The first part this year is a 5 mark question that is pure comprehension of the sources given. (DON'T give an answer outside those sources - unless it is in the sources it can't be given marks - I have seen many students over the years write a correct answer but because it wasn't in the appropriate sources they couldn't be given any marks for it)
The next part will require you to use two or three of the given sources AND your own knowledge about any part of the syllabus. The big area where students fall down here is that they don't use all the specified sources and the marking criteria is rigid here - failure to use all specified sources and own knowledge will cost marks. The simple answer will go source A, Source B and then own knowledge but the top range answers will answer the question asked and then support parts of that response from the given sources.

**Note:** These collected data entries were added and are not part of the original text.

use thiserror::Error;

#[derive(Error, Debug)]
pub enum Error {
    // Domain value errors
    #[error("Invalid card UID: {0}")]
    InvalidCardUid(String),

    #[error("Invalid time of day: {0}")]
    InvalidTime(String),

    #[error("Invalid calendar date: {0}")]
    InvalidDate(String),

    #[error("Invalid weekday: {0}")]
    InvalidWeekday(String),

    #[error("Missing required field: {0}")]
    MissingField(String),

    // Session errors
    #[error("Invalid state transition from {from} to {to}")]
    InvalidStateTransition { from: String, to: String },

    // IO errors
    #[error("IO error: {0}")]
    Io(#[from] std::io::Error),

    // Configuration errors
    #[error("Configuration error: {0}")]
    Config(String),

    #[error("Failed to parse configuration: {0}")]
    ConfigParse(#[from] toml::de::Error),
}

pub type Result<T> = std::result::Result<T, Error>;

The last part is the reliability, usefulness and perspective question relating two of the given sources to an aspect of the syllabus. Again areas where students fail to meet the criteria are by not showing an understanding of the topic to which the sources relate and therefore simply say 'source c is reliable' without relating its reliability to the topic mentioned in the question. Make sure that you cover reliability, usefulness and perspective of both sources as missing any one of these rules you out of the top band. Discussion of origin, content, audience etc needs to be related to the words reliability, usefulness and perspective.
I last marked WWI in 2002 but I have no reason to believe that the marking has changed much (especially as I have been a judge since then and know that the marking criteria hasn't changed).